There are also repeated reports of Russian soldiers fighting in Eastern Ukraine.

“Western sanctions could even be useful for Russia”

Putin claims that EU and USA sanctions can possibly lead to Russia’s economy becoming stronger. His argument is that goods formerly bought on the world market would have to be produced in Russia now. The “comfortable life”, namely only to develop oil and gas and import other products, “belongs partly to the past”, Putin said in the ARD interview.

But it is not as simple as the president would have it.

The sanctions are directed towards the finance, armaments and fossil fuel industries. In particular with regard to fossil fuels, Russia is dependent on imports from the West. To explore for oil in inaccessible areas such as ocean floors, the Arctic or oil shale reserves, Russia needs western technology. The oil supply from more easily accessible areas is coming to an end.

“Argument: economic growth despite crisis”

On the programme, Putin said that he reckons with economic growth of 0.5-0.6% for this year and 1.2% next year. After, that it will get even better, according to Putin: 2.3% in 2016 and 3% in 2017.




What Putin does not say: during his first two periods in office, the ecconomy grew by 7 to 8 per cent per year. Even his own central bank does not believe his forecasts for the present. They corrected their own forecasts downward a few days ago –  0.3% this year and 0% (!) next year. They named “the exhausting traditional sources of growth” – oil and gas – as the reason.

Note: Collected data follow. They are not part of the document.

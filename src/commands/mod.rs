// ABOUTME: Command implementations for each stage of a migration
// ABOUTME: Exports assess, export, import, verify, resume, status, and switchover-check

pub mod assess;
pub mod export;
pub mod import;
pub mod resume;
pub mod status;
pub mod switchover;
pub mod verify;

pub use assess::assess;
pub use export::{export, ExportTarget};
pub use import::import;
pub use resume::resume;
pub use status::status;
pub use switchover::switchover_check;
pub use verify::verify;

use anyhow::{Context, Result};
use std::sync::Arc;
use tokio_util::sync::CancellationToken;

use crate::checkpoint::{CheckpointStore, RunManifest};
use crate::clickhouse;
use crate::config::MigrationConfig;
use crate::endpoint::DatabaseEndpoint;
use crate::migration::{MigrationContext, RunLayout};
use crate::transport;

/// Context for commands driven from the source side
///
/// Connects to the source, and to the destination when one is configured.
/// The run directory's manifest pins it to these endpoints.
pub async fn source_context(
    config: Arc<MigrationConfig>,
    cancel: CancellationToken,
) -> Result<Arc<MigrationContext>> {
    let source_config = config.require_source()?;
    let layout = RunLayout::new(&config.run_dir);
    RunManifest::load_or_create(
        &layout.manifest(),
        RunManifest::new(
            &source_config.url,
            config.destination.as_ref().map(|d| d.url.as_str()),
        ),
    )?;

    let store = Arc::new(CheckpointStore::open(&layout.checkpoint_log()).await?);
    let source: Arc<dyn DatabaseEndpoint> =
        Arc::new(clickhouse::connect_with_retry(source_config, "source").await?);

    let mut ctx = MigrationContext::new(Arc::clone(&config), store, layout)
        .with_source(source)
        .with_cancel(cancel);
    if let Some(destination_config) = &config.destination {
        let destination: Arc<dyn DatabaseEndpoint> =
            Arc::new(clickhouse::connect_with_retry(destination_config, "destination").await?);
        ctx = ctx.with_destination(destination);
    }
    if let Some(transport_config) = &config.transport {
        let transport = transport::from_config(transport_config)
            .context("Failed to set up file transport")?;
        tracing::info!("Shipping files via {}", transport.describe());
        ctx = ctx.with_transport(transport);
    }
    Ok(Arc::new(ctx))
}

/// Context for commands run on the destination host against shipped files
pub async fn destination_context(
    config: Arc<MigrationConfig>,
    cancel: CancellationToken,
) -> Result<Arc<MigrationContext>> {
    let destination_config = config.require_destination()?;
    let layout = RunLayout::new(&config.run_dir);
    let store = Arc::new(CheckpointStore::open(&layout.import_log()).await?);
    let destination: Arc<dyn DatabaseEndpoint> =
        Arc::new(clickhouse::connect_with_retry(destination_config, "destination").await?);

    Ok(Arc::new(
        MigrationContext::new(Arc::clone(&config), store, layout)
            .with_destination(destination)
            .with_cancel(cancel),
    ))
}
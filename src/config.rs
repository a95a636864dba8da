// ABOUTME: Parses migration configuration files into one immutable config object
// ABOUTME: Converts TOML sections plus CLI overrides into MigrationConfig

use anyhow::{bail, Context, Result};
use serde::Deserialize;
use std::fs;
use std::path::{Path, PathBuf};
use std::time::Duration;

use crate::filters::MigrationFilter;
use crate::switchover::{LagMetric, SwitchoverPolicy};

/// Connection parameters for one ClickHouse HTTP endpoint
#[derive(Debug, Clone, Deserialize, PartialEq, Eq)]
#[serde(deny_unknown_fields)]
pub struct EndpointConfig {
    pub url: String,
    #[serde(default = "default_user")]
    pub user: String,
    #[serde(default)]
    pub password: String,
    #[serde(default = "default_request_timeout_secs")]
    pub timeout_secs: u64,
}

impl EndpointConfig {
    pub fn new(url: impl Into<String>) -> Self {
        Self {
            url: url.into(),
            user: default_user(),
            password: String::new(),
            timeout_secs: default_request_timeout_secs(),
        }
    }

    pub fn timeout(&self) -> Duration {
        Duration::from_secs(self.timeout_secs)
    }
}

#[derive(Debug, Clone, Copy, Deserialize, PartialEq, Eq)]
#[serde(rename_all = "lowercase")]
pub enum TransportKind {
    Local,
    Ssh,
}

/// Where exported files are shipped
#[derive(Debug, Clone, Deserialize, PartialEq, Eq)]
#[serde(deny_unknown_fields)]
pub struct TransportConfig {
    pub kind: TransportKind,
    /// Migration directory on the receiving side
    pub path: PathBuf,
    #[serde(default)]
    pub host: Option<String>,
    #[serde(default)]
    pub user: Option<String>,
    #[serde(default = "default_ssh_port")]
    pub port: u16,
    #[serde(default)]
    pub identity_file: Option<PathBuf>,
}

/// Serializable row format used for batch files
#[derive(Debug, Clone, Copy, Deserialize, PartialEq, Eq)]
#[serde(rename_all = "snake_case")]
pub enum RowFormat {
    Native,
    RowBinaryWithNamesAndTypes,
}

impl RowFormat {
    /// Format name understood by the server
    pub fn as_str(self) -> &'static str {
        match self {
            RowFormat::Native => "Native",
            RowFormat::RowBinaryWithNamesAndTypes => "RowBinaryWithNamesAndTypes",
        }
    }

    pub fn extension(self) -> &'static str {
        match self {
            RowFormat::Native => "native",
            RowFormat::RowBinaryWithNamesAndTypes => "rowbinary",
        }
    }

    pub fn from_extension(ext: &str) -> Option<Self> {
        match ext {
            "native" => Some(RowFormat::Native),
            "rowbinary" => Some(RowFormat::RowBinaryWithNamesAndTypes),
            _ => None,
        }
    }
}

#[derive(Debug, Clone, Deserialize)]
#[serde(default, deny_unknown_fields)]
struct MigrationSection {
    run_dir: PathBuf,
    workers: usize,
    batch_size: u64,
    retry_batch_size: u64,
    batch_delay_ms: u64,
    object_delay_ms: u64,
    max_retries: u32,
    retry_delay_ms: u64,
    format: RowFormat,
    verify_checksums: bool,
    progress: bool,
}

impl Default for MigrationSection {
    fn default() -> Self {
        Self {
            run_dir: PathBuf::from("migration"),
            workers: 4,
            batch_size: 1_000_000,
            retry_batch_size: 10_000,
            batch_delay_ms: 1_000,
            object_delay_ms: 500,
            max_retries: 3,
            retry_delay_ms: 1_000,
            format: RowFormat::Native,
            verify_checksums: false,
            progress: true,
        }
    }
}

#[derive(Debug, Clone, Deserialize)]
#[serde(default, deny_unknown_fields)]
struct FilterSection {
    include_databases: Option<Vec<String>>,
    exclude_databases: Option<Vec<String>>,
    include_tables: Option<Vec<String>>,
    exclude_tables: Option<Vec<String>>,
    access_control: bool,
}

impl Default for FilterSection {
    fn default() -> Self {
        Self {
            include_databases: None,
            exclude_databases: None,
            include_tables: None,
            exclude_tables: None,
            access_control: true,
        }
    }
}

#[derive(Debug, Clone, Deserialize)]
#[serde(default, deny_unknown_fields)]
struct SwitchoverSection {
    metric: LagMetric,
    threshold: u64,
}

impl Default for SwitchoverSection {
    fn default() -> Self {
        Self {
            metric: LagMetric::Seconds,
            threshold: 10,
        }
    }
}

#[derive(Debug, Clone, Default, Deserialize)]
#[serde(deny_unknown_fields)]
struct ConfigFile {
    source: Option<EndpointConfig>,
    destination: Option<EndpointConfig>,
    transport: Option<TransportConfig>,
    #[serde(default)]
    migration: MigrationSection,
    #[serde(default)]
    filter: FilterSection,
    #[serde(default)]
    switchover: SwitchoverSection,
}

/// CLI flags that take precedence over the config file
#[derive(Debug, Clone, Default)]
pub struct ConfigOverrides {
    pub source: Option<String>,
    pub destination: Option<String>,
    pub run_dir: Option<PathBuf>,
    pub workers: Option<usize>,
    pub batch_size: Option<u64>,
}

/// Immutable configuration threaded through every component
#[derive(Debug, Clone)]
pub struct MigrationConfig {
    pub source: Option<EndpointConfig>,
    pub destination: Option<EndpointConfig>,
    pub transport: Option<TransportConfig>,
    pub run_dir: PathBuf,
    pub workers: usize,
    pub batch_size: u64,
    pub retry_batch_size: u64,
    pub batch_delay: Duration,
    pub object_delay: Duration,
    pub max_retries: u32,
    pub retry_delay: Duration,
    pub format: RowFormat,
    pub verify_checksums: bool,
    pub progress: bool,
    pub filter: MigrationFilter,
    pub switchover: SwitchoverPolicy,
}

impl Default for MigrationConfig {
    fn default() -> Self {
        let migration = MigrationSection::default();
        let switchover = SwitchoverSection::default();
        Self {
            source: None,
            destination: None,
            transport: None,
            run_dir: migration.run_dir,
            workers: migration.workers,
            batch_size: migration.batch_size,
            retry_batch_size: migration.retry_batch_size,
            batch_delay: Duration::from_millis(migration.batch_delay_ms),
            object_delay: Duration::from_millis(migration.object_delay_ms),
            max_retries: migration.max_retries,
            retry_delay: Duration::from_millis(migration.retry_delay_ms),
            format: migration.format,
            verify_checksums: migration.verify_checksums,
            progress: migration.progress,
            filter: MigrationFilter::empty(),
            switchover: SwitchoverPolicy::new(switchover.metric, switchover.threshold),
        }
    }
}

impl MigrationConfig {
    /// Load configuration from a TOML file (or defaults) and apply overrides
    pub fn load(path: Option<&Path>, overrides: ConfigOverrides) -> Result<Self> {
        let mut file = match path {
            Some(path) => {
                let raw = fs::read_to_string(path).with_context(|| {
                    format!("Failed to read config file at {}", path.display())
                })?;
                toml::from_str::<ConfigFile>(&raw).with_context(|| {
                    format!("Failed to parse TOML config at {}", path.display())
                })?
            }
            None => ConfigFile::default(),
        };

        if let Some(url) = overrides.source {
            file.source = Some(merge_url(file.source, url));
        }
        if let Some(url) = overrides.destination {
            file.destination = Some(merge_url(file.destination, url));
        }
        if let Some(run_dir) = overrides.run_dir {
            file.migration.run_dir = run_dir;
        }
        if let Some(workers) = overrides.workers {
            file.migration.workers = workers;
        }
        if let Some(batch_size) = overrides.batch_size {
            file.migration.batch_size = batch_size;
        }

        let config = Self::from_file_contents(file)?;
        config.validate()?;
        Ok(config)
    }

    fn from_file_contents(file: ConfigFile) -> Result<Self> {
        let filter = MigrationFilter::new(
            file.filter.include_databases,
            file.filter.exclude_databases,
            file.filter.include_tables,
            file.filter.exclude_tables,
            file.filter.access_control,
        )?;

        Ok(Self {
            source: file.source,
            destination: file.destination,
            transport: file.transport,
            run_dir: file.migration.run_dir,
            workers: file.migration.workers,
            batch_size: file.migration.batch_size,
            retry_batch_size: file.migration.retry_batch_size,
            batch_delay: Duration::from_millis(file.migration.batch_delay_ms),
            object_delay: Duration::from_millis(file.migration.object_delay_ms),
            max_retries: file.migration.max_retries,
            retry_delay: Duration::from_millis(file.migration.retry_delay_ms),
            format: file.migration.format,
            verify_checksums: file.migration.verify_checksums,
            progress: file.migration.progress,
            filter,
            switchover: SwitchoverPolicy::new(file.switchover.metric, file.switchover.threshold),
        })
    }

    pub fn validate(&self) -> Result<()> {
        if self.workers == 0 {
            bail!("migration.workers must be at least 1");
        }
        if self.batch_size == 0 || self.retry_batch_size == 0 {
            bail!("migration.batch_size and migration.retry_batch_size must be at least 1");
        }
        if self.retry_batch_size > self.batch_size {
            bail!(
                "migration.retry_batch_size ({}) cannot exceed migration.batch_size ({})",
                self.retry_batch_size,
                self.batch_size
            );
        }
        for endpoint in self.source.iter().chain(self.destination.iter()) {
            crate::utils::validate_endpoint_url(&endpoint.url)?;
        }
        if let (Some(source), Some(destination)) = (&self.source, &self.destination) {
            crate::utils::validate_source_destination_different(&source.url, &destination.url)?;
        }
        if let Some(transport) = &self.transport {
            if transport.kind == TransportKind::Ssh && transport.host.is_none() {
                bail!("transport.host is required for the ssh transport");
            }
        }
        Ok(())
    }

    /// Batch size for a unit that has already failed `attempts` times
    pub fn batch_size_for(&self, attempts: u32) -> u64 {
        if attempts == 0 {
            self.batch_size
        } else {
            self.retry_batch_size
        }
    }

    pub fn require_source(&self) -> Result<&EndpointConfig> {
        self.source
            .as_ref()
            .context("No source endpoint configured (set [source] or pass --source)")
    }

    pub fn require_destination(&self) -> Result<&EndpointConfig> {
        self.destination
            .as_ref()
            .context("No destination endpoint configured (set [destination] or pass --destination)")
    }
}

fn merge_url(existing: Option<EndpointConfig>, url: String) -> EndpointConfig {
    match existing {
        Some(mut endpoint) => {
            endpoint.url = url;
            endpoint
        }
        None => EndpointConfig::new(url),
    }
}

fn default_user() -> String {
    "default".to_string()
}

fn default_request_timeout_secs() -> u64 {
    300
}

fn default_ssh_port() -> u16 {
    22
}
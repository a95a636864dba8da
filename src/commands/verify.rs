// ABOUTME: Verify command implementation
// ABOUTME: Reconciles row counts (and optional checksums) between source and destination

use anyhow::Result;

use crate::migration::{self, MigrationContext, VerificationReport};

/// Compare every selected table on both sides and print the findings
pub async fn verify(ctx: &MigrationContext) -> Result<VerificationReport> {
    let report = migration::verify(ctx).await?;

    println!();
    println!("========================================");
    println!("Verification Results");
    println!("========================================");
    println!();
    println!("Matched tables: {}", report.matched.len());
    if report.is_clean() {
        println!("✓ All tables reconcile");
    } else {
        println!("Discrepancies: {}", report.findings.len());
        for finding in &report.findings {
            println!("  ✗ {}", finding);
        }
    }
    println!();
    Ok(report)
}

“Nobody is speaking about a ‘federalisation’ of Ukraine”

Putin wondered in the programme why nobody would converse with him about a “federalisation” of Ukraine. Critics, as recognised by the Kremlin leader, would in such a case fear a “decentralisation”. Putin played down these fears, describing them as “playing with words.”

What he really wants: Putin does not want a federal structure in Ukraine as one for example knows in Germany. In German security circles, it is assumed that Putin wants to turn Ukraine into a confederation of strong mini-republics.

In contrast to a federal state, the entities in a confederation can also have a right to speak on Ukraine’s foreign policy. With the influence of pro-Russian “people’s republics” in the east of the country, Putin could permanantly stop Ukraine’s attachment to the West.